Exercise details:
Give only the number of lines below that contain the word "wixtoolset".

Input data:
******************************

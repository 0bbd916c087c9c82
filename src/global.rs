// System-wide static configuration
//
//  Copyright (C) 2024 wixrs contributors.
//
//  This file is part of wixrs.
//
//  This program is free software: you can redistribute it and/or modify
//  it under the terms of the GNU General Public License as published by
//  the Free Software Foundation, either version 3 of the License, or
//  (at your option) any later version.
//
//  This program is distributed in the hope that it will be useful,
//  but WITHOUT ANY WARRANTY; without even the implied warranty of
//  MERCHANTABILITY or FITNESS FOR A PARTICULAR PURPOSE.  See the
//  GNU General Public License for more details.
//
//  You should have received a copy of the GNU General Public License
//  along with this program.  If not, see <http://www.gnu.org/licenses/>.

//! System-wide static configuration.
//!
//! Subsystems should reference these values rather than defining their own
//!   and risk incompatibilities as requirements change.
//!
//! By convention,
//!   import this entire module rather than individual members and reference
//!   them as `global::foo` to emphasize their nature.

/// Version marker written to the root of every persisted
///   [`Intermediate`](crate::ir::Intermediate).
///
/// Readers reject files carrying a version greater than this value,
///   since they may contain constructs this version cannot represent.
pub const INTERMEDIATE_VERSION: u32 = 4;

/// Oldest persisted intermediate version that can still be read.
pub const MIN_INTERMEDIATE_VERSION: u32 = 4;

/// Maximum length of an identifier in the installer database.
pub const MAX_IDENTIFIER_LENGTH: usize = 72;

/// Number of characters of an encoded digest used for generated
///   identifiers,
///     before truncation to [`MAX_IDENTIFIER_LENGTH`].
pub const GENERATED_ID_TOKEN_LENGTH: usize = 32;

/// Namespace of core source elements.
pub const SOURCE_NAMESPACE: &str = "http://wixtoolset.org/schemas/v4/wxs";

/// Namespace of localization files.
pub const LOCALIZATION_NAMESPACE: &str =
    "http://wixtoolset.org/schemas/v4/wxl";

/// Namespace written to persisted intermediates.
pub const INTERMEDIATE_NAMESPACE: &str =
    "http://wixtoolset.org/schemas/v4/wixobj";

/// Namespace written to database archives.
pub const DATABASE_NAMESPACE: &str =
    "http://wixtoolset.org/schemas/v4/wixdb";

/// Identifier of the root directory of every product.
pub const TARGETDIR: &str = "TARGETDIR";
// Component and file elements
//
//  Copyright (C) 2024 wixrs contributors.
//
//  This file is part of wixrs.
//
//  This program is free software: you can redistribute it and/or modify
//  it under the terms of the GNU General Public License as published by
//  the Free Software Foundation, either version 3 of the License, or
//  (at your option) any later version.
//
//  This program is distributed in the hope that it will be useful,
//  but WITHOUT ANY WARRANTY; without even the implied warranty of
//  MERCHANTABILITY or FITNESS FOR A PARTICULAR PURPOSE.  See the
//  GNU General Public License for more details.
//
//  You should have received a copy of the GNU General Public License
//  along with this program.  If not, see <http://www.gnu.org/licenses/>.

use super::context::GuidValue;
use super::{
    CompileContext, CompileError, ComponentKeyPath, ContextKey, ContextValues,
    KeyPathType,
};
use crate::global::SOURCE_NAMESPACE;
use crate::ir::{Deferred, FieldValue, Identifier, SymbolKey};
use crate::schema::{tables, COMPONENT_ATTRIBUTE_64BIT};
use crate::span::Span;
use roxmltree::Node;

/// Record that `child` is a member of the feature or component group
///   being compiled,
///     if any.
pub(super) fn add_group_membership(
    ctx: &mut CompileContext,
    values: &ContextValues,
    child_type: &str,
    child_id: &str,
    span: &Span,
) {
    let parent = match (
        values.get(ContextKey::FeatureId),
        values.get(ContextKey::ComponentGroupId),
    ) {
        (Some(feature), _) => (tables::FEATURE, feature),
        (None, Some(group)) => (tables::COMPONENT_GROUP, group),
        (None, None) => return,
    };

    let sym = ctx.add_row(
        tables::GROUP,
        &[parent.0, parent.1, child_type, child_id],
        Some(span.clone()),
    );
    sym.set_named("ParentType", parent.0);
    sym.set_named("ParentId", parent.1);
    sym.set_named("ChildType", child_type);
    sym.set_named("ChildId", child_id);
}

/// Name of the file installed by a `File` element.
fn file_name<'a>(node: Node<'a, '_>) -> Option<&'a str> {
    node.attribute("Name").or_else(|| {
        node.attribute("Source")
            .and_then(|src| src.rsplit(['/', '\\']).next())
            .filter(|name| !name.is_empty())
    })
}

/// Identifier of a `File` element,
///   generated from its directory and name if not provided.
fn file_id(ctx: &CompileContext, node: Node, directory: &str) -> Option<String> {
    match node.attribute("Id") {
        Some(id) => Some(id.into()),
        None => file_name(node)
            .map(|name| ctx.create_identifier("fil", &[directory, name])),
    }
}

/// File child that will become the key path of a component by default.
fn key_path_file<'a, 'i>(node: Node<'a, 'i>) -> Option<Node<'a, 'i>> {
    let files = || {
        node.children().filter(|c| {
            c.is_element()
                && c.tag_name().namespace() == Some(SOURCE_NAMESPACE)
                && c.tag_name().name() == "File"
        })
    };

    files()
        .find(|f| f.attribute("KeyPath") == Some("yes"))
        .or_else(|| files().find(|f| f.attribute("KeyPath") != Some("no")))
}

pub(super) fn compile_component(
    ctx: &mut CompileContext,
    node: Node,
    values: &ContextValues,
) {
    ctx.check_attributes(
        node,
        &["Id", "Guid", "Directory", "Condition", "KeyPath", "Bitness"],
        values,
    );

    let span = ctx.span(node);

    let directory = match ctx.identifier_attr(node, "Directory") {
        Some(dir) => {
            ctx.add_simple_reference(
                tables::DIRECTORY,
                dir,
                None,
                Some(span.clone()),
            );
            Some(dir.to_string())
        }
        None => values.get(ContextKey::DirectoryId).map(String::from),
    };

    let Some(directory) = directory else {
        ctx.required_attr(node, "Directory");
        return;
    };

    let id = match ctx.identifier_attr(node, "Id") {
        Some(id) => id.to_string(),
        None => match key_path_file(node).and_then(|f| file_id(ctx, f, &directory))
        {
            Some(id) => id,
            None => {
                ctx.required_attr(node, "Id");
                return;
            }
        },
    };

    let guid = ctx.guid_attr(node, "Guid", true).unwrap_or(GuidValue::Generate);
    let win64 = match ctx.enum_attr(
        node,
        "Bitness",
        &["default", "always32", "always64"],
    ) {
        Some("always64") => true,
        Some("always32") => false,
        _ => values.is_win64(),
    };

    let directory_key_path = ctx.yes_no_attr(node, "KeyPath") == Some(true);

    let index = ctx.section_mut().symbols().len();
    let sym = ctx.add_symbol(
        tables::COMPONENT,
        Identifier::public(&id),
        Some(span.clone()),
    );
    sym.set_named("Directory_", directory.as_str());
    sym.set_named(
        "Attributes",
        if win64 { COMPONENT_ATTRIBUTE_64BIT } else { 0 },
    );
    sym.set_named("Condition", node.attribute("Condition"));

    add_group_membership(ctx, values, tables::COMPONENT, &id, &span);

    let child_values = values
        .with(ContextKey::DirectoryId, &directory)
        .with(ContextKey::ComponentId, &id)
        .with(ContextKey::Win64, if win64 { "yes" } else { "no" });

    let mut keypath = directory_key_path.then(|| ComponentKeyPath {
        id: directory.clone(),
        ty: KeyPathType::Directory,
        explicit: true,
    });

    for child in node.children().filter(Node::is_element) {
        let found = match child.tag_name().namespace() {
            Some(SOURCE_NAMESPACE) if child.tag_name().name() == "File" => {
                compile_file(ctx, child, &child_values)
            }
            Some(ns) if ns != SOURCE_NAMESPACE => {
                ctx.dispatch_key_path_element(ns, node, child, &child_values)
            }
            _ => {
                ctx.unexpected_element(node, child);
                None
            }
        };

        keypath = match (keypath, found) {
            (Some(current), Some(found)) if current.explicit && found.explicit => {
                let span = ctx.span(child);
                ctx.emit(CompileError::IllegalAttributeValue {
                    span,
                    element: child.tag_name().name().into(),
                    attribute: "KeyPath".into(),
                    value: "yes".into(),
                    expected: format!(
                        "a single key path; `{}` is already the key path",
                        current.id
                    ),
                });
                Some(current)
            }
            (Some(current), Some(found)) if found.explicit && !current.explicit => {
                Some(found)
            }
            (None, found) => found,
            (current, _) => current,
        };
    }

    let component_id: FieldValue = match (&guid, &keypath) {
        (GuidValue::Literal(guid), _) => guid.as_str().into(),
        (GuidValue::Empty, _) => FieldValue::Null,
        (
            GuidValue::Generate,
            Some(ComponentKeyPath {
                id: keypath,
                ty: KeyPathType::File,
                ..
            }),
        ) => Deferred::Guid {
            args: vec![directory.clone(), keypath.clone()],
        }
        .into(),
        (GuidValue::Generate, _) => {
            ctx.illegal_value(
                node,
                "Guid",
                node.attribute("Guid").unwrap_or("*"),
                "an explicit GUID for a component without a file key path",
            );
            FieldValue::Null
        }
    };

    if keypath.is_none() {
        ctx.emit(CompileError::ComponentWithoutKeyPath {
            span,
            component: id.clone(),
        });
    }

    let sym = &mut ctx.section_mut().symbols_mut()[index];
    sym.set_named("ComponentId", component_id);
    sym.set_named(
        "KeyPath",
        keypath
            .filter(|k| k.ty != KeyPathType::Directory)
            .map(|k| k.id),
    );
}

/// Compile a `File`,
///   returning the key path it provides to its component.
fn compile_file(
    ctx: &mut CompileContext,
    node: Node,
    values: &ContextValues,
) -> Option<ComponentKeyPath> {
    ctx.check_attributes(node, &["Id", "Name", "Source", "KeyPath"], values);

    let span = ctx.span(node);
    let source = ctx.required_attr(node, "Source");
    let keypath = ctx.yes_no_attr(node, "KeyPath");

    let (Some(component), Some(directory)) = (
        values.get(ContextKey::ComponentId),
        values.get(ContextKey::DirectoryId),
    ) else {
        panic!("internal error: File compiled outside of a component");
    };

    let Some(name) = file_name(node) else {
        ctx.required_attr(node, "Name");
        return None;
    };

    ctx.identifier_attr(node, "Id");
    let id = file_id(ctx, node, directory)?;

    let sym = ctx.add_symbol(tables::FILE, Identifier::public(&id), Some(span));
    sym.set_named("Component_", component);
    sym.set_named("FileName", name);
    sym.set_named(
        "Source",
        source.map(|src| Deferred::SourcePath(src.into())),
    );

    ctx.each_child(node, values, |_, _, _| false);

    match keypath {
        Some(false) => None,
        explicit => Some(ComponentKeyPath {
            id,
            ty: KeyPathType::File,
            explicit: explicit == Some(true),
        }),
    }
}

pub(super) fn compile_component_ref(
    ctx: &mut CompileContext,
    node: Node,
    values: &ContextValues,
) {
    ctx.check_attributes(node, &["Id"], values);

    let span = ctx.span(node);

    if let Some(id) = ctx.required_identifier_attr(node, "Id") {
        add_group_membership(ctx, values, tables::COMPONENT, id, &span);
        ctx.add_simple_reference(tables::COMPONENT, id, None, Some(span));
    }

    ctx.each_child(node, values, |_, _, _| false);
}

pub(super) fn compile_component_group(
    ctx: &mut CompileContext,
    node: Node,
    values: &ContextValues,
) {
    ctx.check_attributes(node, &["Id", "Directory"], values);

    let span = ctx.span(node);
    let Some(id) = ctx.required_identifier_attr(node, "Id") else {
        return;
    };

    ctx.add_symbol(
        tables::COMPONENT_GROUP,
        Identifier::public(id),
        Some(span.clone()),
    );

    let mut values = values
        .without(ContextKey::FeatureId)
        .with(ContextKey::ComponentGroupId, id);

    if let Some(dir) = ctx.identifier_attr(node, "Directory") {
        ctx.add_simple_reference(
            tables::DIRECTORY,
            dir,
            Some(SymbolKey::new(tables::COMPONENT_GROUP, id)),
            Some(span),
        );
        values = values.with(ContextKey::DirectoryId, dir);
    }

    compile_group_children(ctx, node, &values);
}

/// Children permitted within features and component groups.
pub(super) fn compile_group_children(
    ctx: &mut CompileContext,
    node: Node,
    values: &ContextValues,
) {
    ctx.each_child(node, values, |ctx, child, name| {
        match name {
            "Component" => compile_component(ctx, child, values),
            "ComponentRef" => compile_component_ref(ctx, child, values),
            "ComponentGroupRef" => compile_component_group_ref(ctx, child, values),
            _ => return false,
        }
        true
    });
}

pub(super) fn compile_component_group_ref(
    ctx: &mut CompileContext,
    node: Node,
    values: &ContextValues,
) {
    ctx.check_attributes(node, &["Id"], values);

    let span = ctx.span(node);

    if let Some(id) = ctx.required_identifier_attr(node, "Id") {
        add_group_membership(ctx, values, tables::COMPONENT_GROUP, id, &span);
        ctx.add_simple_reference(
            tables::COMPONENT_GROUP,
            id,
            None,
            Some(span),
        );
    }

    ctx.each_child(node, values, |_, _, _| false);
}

******************************

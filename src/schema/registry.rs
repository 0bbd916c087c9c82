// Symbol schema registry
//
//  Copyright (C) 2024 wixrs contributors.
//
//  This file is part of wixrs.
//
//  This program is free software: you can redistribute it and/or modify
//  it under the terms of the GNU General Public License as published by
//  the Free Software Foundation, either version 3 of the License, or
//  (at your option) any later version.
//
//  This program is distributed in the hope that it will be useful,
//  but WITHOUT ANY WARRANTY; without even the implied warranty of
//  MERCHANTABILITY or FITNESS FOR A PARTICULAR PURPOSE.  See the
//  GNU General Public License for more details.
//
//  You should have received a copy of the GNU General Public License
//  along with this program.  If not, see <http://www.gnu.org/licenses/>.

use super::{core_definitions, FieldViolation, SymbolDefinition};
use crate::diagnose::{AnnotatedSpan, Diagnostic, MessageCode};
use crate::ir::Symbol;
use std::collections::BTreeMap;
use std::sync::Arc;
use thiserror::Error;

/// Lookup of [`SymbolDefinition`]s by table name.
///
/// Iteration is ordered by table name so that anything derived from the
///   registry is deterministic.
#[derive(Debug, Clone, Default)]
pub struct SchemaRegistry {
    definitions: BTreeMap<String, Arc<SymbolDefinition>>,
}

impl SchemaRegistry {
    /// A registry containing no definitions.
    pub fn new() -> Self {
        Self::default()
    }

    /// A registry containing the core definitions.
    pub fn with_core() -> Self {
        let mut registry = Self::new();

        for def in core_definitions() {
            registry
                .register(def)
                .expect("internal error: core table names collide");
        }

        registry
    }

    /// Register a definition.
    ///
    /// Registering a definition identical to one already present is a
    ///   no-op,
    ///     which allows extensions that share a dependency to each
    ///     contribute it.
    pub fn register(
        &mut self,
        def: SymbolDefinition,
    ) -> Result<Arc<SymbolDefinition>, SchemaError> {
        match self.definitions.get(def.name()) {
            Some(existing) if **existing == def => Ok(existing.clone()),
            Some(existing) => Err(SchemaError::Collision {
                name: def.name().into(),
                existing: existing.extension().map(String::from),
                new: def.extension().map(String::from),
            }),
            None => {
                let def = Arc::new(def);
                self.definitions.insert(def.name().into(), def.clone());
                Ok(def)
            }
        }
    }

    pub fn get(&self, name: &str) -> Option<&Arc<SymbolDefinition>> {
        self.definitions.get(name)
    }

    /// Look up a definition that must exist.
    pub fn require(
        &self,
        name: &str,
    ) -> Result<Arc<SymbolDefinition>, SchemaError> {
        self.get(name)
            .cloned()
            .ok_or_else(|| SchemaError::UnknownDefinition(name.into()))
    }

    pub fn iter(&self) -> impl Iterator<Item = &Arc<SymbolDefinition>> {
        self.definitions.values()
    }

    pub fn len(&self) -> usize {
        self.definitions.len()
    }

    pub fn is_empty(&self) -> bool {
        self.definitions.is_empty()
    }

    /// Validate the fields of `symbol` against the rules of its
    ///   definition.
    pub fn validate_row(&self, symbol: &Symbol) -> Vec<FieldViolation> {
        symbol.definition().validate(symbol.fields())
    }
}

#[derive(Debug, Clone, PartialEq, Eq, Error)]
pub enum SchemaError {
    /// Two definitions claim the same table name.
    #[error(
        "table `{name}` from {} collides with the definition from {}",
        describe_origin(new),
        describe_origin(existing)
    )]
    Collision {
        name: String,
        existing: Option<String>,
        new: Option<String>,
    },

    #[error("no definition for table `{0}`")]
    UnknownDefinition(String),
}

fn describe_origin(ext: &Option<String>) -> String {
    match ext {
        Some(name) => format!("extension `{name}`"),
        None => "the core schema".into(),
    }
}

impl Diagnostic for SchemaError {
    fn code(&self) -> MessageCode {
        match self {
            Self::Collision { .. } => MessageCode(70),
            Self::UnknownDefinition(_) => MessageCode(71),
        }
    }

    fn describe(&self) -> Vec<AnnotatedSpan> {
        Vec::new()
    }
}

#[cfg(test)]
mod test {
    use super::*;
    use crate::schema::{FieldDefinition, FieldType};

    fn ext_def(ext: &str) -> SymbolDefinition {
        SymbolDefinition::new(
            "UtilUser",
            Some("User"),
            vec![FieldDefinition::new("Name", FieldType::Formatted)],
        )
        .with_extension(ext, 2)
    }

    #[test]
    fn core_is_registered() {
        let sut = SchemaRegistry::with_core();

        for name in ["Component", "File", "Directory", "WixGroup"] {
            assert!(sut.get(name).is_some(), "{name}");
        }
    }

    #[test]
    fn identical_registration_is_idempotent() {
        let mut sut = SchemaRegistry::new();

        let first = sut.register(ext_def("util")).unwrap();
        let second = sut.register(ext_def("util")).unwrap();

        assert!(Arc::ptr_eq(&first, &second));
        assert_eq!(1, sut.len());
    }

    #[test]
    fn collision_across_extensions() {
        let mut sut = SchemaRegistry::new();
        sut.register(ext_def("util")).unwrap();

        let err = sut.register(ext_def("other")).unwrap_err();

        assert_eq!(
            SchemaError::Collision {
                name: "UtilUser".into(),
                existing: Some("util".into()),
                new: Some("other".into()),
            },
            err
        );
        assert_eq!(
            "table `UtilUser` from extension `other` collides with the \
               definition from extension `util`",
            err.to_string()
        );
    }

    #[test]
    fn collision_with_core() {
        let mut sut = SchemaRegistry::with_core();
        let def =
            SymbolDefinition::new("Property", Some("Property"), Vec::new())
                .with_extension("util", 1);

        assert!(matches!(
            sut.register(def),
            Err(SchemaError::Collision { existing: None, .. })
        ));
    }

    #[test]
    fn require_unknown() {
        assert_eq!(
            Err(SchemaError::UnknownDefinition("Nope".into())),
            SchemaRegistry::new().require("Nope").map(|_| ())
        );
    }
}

******************************

Finished task:
4